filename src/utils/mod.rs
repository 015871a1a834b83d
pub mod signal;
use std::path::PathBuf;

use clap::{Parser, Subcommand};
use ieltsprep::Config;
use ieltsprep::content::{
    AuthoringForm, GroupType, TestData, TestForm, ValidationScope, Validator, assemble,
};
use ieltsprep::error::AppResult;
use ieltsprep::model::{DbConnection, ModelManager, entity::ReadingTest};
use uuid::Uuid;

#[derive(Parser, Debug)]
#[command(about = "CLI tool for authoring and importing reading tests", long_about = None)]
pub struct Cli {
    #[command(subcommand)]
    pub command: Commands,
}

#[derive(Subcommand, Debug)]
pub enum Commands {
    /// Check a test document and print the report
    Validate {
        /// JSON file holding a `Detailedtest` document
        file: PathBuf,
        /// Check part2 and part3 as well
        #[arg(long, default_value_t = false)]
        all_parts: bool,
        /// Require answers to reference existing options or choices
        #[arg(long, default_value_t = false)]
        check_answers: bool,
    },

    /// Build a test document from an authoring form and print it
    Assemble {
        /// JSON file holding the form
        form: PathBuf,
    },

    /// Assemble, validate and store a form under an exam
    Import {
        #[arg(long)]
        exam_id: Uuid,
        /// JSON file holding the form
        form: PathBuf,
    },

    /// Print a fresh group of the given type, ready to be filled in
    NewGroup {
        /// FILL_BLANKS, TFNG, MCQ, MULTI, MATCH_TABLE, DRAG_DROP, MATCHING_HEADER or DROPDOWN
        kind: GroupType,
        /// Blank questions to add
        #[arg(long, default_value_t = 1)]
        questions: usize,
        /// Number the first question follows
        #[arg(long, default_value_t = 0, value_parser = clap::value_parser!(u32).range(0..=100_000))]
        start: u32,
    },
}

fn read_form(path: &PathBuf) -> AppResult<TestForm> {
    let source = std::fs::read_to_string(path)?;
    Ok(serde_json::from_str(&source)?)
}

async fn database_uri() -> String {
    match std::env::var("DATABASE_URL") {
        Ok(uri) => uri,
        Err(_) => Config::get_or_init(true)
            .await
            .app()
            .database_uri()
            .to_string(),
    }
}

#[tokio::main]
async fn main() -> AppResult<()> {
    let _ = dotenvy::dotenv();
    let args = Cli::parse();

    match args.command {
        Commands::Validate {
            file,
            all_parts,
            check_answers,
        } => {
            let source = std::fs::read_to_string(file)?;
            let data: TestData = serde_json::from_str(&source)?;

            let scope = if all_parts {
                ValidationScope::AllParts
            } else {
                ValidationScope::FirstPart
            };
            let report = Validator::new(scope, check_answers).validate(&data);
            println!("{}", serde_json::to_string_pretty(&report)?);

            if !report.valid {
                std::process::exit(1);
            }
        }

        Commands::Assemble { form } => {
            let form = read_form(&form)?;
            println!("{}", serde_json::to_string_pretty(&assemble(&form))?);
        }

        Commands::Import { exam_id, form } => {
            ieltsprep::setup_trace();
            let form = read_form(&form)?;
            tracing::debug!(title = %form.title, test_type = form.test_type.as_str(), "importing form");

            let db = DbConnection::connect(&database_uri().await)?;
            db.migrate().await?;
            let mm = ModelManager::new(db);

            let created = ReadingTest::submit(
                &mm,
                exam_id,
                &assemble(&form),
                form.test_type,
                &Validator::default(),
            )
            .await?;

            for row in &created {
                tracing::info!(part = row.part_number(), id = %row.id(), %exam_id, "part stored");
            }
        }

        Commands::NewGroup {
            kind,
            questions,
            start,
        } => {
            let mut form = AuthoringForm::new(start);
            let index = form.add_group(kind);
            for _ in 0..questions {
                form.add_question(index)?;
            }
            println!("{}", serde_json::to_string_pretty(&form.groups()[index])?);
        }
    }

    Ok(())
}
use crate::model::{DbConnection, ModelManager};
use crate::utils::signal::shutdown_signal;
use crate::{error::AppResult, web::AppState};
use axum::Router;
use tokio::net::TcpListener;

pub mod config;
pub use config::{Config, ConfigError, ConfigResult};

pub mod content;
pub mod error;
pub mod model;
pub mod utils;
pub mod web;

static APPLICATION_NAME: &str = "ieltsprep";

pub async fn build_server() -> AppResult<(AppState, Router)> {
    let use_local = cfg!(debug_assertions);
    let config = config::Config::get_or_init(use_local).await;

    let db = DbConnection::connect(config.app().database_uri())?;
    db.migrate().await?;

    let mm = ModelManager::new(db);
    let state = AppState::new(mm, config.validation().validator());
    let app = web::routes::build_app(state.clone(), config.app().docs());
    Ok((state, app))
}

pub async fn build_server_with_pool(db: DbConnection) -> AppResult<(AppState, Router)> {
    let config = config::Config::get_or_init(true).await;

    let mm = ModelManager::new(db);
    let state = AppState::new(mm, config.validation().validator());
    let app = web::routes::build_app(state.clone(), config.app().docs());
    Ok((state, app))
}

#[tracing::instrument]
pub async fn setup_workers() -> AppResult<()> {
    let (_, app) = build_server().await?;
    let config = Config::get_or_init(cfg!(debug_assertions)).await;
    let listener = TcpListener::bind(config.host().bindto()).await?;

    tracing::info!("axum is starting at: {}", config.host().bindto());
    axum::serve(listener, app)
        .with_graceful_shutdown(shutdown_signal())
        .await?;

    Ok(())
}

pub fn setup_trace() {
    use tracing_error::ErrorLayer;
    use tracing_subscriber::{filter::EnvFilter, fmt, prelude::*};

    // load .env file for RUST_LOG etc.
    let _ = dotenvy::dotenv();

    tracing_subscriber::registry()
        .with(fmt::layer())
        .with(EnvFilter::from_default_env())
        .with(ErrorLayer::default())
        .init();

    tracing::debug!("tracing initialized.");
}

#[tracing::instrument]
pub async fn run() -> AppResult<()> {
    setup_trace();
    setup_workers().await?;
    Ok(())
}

++++++++++

DIRECTIONS –
Given the records above, reproduce precisely and only the lines between the line holding "for _ in 0..questions" and the line holding "pub mod config;", inclusive.

RESPONSE AREA –
            for _ in 0..questions {
                form.add_question(index)?;
            }
            println!("{}", serde_json::to_string_pretty(&form.groups()[index])?);
        }
    }

    Ok(())
}
use crate::model::{DbConnection, ModelManager};
use crate::utils::signal::shutdown_signal;
use crate::{error::AppResult, web::AppState};
use axum::Router;
use tokio::net::TcpListener;

pub mod config;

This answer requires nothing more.